Go through the data line by line. Copy each one holding the string "crate".

MATERIAL FOR THIS TASK:
--- --- ---
//! # vox_core
//!
//! Value types and algorithms for meshing dense voxel volumes.
//!
//! This crate holds everything that does not depend on how voxels are stored:
//! vectors, regions, voxel/density traits, extraction controllers and the
//! marching cubes tables. Storage and mesh assembly live in `vox_rs`.
//!
//! ## Modules
//!
//! - [`vector`]: `Vector3<T>` with arithmetic and equality
//! - [`region`]: inclusive integer bounding boxes
//! - [`voxel`]: `Density` and `Voxel` traits, `MaterialDensityPair`
//! - [`controller`]: `MarchingCubesController` and its default implementation
//! - [`traits`]: `VoxelSource` storage abstraction and `WrapMode`
//! - [`gradient`]: central-difference normals
//! - [`marching_cubes`]: lookup tables and per-cell math
//! - [`error`]: error types
//!
//! ## Feature Flags
//!
//! - `serde`: derive `Serialize`/`Deserialize` for value types
//!
//! ## Usage
//!
//! ```
//! use vox_core::prelude::*;
//!
//! let region = Region::new(Vector3i::new(0, 0, 0), Vector3i::new(31, 31, 31))?;
//! assert_eq!(region.dimensions_in_voxels(), Vector3i::splat(32));
//! assert!(region.contains(Vector3i::new(31, 31, 31)));
//! assert!(!region.contains(Vector3i::new(32, 0, 0)));
//! # Ok::<(), vox_core::VoxError>(())
//! ```

#![warn(missing_docs)]
#![warn(clippy::all)]

pub mod controller;
pub mod error;
pub mod gradient;
pub mod marching_cubes;
pub mod region;
pub mod traits;
pub mod vector;
pub mod voxel;

/// Prelude module for convenient imports.
pub mod prelude {
    pub use crate::controller::{DefaultController, MarchingCubesController};
    pub use crate::error::{Result, VoxError};
    pub use crate::gradient::central_difference_gradient;
    pub use crate::marching_cubes::{
        cell_triangles, compute_cube_index, edge_crossing, interpolate_vertex, process_cell,
    };
    pub use crate::region::Region;
    pub use crate::traits::{VoxelSource, WrapMode};
    pub use crate::vector::{Vector3, Vector3f, Vector3i, Vector3u16};
    pub use crate::voxel::{
        Density, MaterialDensityPair, MaterialDensityPair168, MaterialDensityPair88, Voxel,
    };
}

pub use controller::{DefaultController, MarchingCubesController};
pub use error::{Result, VoxError};
pub use gradient::central_difference_gradient;
pub use region::Region;
pub use traits::{VoxelSource, WrapMode};
pub use vector::{Vector3, Vector3f, Vector3i, Vector3u16};
pub use voxel::{
    Density, MaterialDensityPair, MaterialDensityPair168, MaterialDensityPair88, Voxel,
};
--- --- ---
TASK RESULT:
//! This crate holds everything that does not depend on how voxels are stored:
    pub use crate::controller::{DefaultController, MarchingCubesController};
    pub use crate::error::{Result, VoxError};
    pub use crate::gradient::central_difference_gradient;
    pub use crate::marching_cubes::{
    pub use crate::region::Region;
    pub use crate::traits::{VoxelSource, WrapMode};
    pub use crate::vector::{Vector3, Vector3f, Vector3i, Vector3u16};
    pub use crate::voxel::{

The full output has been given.